Ruth Landshoff Vollmer (1903 – 1982 New York City), was a German conceptual artist who lived and worked in the United States.

Early life 
Born in Munich in 1903 as Ruth Landshoff. Her father, Ludwig Landshoff, was a musicologist and conductor and her mother, Philippine Wiesengrund Landshoff, was an opera singer. Their family was Jewish. At age 19 she began to work as an artist and took the advice of her father to draw every day. She also had many connections to the teachers and students at the Bauhaus.
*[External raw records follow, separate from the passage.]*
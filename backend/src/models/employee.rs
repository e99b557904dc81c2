use serde::{Deserialize, Serialize};
use uuid::Uuid;
use validator::Validate;

use super::schedule::WorkScheduleConfig;

/// Employee record as held by the employee store.
#[derive(Debug, Clone, Serialize, Deserialize, PartialEq)]
pub struct Employee {
    pub id: Uuid,
    pub name: String,
    pub position: String,
    pub department: String,
    pub company_id: Uuid,
    pub location: Option<String>,
    pub face_id: Option<String>,
    pub schedule: WorkScheduleConfig,
    pub is_active: bool,
}

#[derive(Debug, Clone, Serialize, Deserialize, PartialEq)]
pub struct Company {
    pub id: Uuid,
    pub name: String,
    pub tax_id: Option<String>,
}

#[derive(Debug, Deserialize, Validate)]
pub struct CreateCompanyRequest {
    #[validate(length(min = 1, max = 200))]
    pub name: String,
    pub tax_id: Option<String>,
}

#[derive(Debug, Deserialize, Validate)]
pub struct CreateEmployeeRequest {
    #[validate(length(min = 1, max = 200))]
    pub name: String,
    #[serde(default)]
    pub position: String,
    #[serde(default)]
    pub department: String,
    pub company_id: Uuid,
    pub location: Option<String>,
    pub face_id: Option<String>,
    pub schedule: WorkScheduleConfig,
    pub is_active: Option<bool>,
}

#[derive(Debug, Deserialize, Validate)]
pub struct UpdateEmployeeRequest {
    #[validate(length(min = 1, max = 200))]
    pub name: Option<String>,
    pub position: Option<String>,
    pub department: Option<String>,
    pub location: Option<String>,
    pub schedule: Option<WorkScheduleConfig>,
    pub is_active: Option<bool>,
}

/// List filter; every field is optional and fields combine with AND.
#[derive(Debug, Default, Deserialize)]
pub struct EmployeeFilter {
    pub company_id: Option<Uuid>,
    pub department: Option<String>,
    pub is_active: Option<bool>,
}

impl EmployeeFilter {
    pub fn active() -> Self {
        Self {
            is_active: Some(true),
            ..Self::default()
        }
    }

    pub fn matches(&self, employee: &Employee) -> bool {
        self.company_id.map_or(true, |id| employee.company_id == id)
            && self
                .department
                .as_deref()
                .map_or(true, |d| employee.department == d)
            && self.is_active.map_or(true, |a| employee.is_active == a)
    }
}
In 1930 she married a pediatrician named Hermann Vollmer, whom she met in Berlin. Ruth and Hermann moved from Germany to New York in 1935.

Career 
Ruth began work designing window displays for Bonwit Teller, Tiffany's, Lord & Taylor, and other department stores. Her displays experimented with wire, steel, and copper mesh to create figural forms. In 1943, Vollmer became a U.S. citizen. In 1944 she received a commission from the Museum of Modern Art for its fifteenth anniversary exhibition, "Art in Progress." Vollmer continued to work with wire mesh and exhibited her work Composition in Space at the Museum of Modern Art in their 1948 exhibition "Elements of Stage Design." In 1950, she was commissioned to create a mural for the lobby of 575 Madison, where she created a large wall relief that used wire rods and wire mesh to play with light, texture, and transparency. Vollmer visited Giacometti for a second time during the summer of 1951. During the 1950s she begins to works with clay as well. Additionally, in 1954 she began to teach at the Children's Art Center at the Fieldston School in Riverdale and continued to teach until the mid-sixties. In 1960, she participated in the NYU discussion series "Artists on Art" with her friend Robert Motherwell. The year 1960 proved to be a significant one for Ruth Vollmer: she had her first solo exhibition at Betty Parson's Section Eleven gallery space. Throughout the 1960s Vollmer continued to work with bronze and to show her work at the Betty Parsons Gallery. In 1963, she joined the American Abstract Artists (AAA) and showed her in their exhibitions from 1963 on. By 1970 Vollmer's practice had taken on a new dimension, exploring complex geometrical forms and mathematical concepts, particularly spirals and platonic solids. Sol LeWitt wrote a short essay on Vollmer's work for Studio International titled "Ruth Vollmer: Mathematical Forms." In 1971 Ruth Vollmer participated in the protest of the cancellation of the Hans Haacke at The Solomon R. Guggenheim exhibition by writing a letter to the director, Thomas Messer. In 1976, she had a large one-person exhibition at the Neuberger Museum of Art.

Vollmer hosted artists such as Robert Smithson, Donald Judd, Sol LeWitt, Carl André, and Eva Hesse.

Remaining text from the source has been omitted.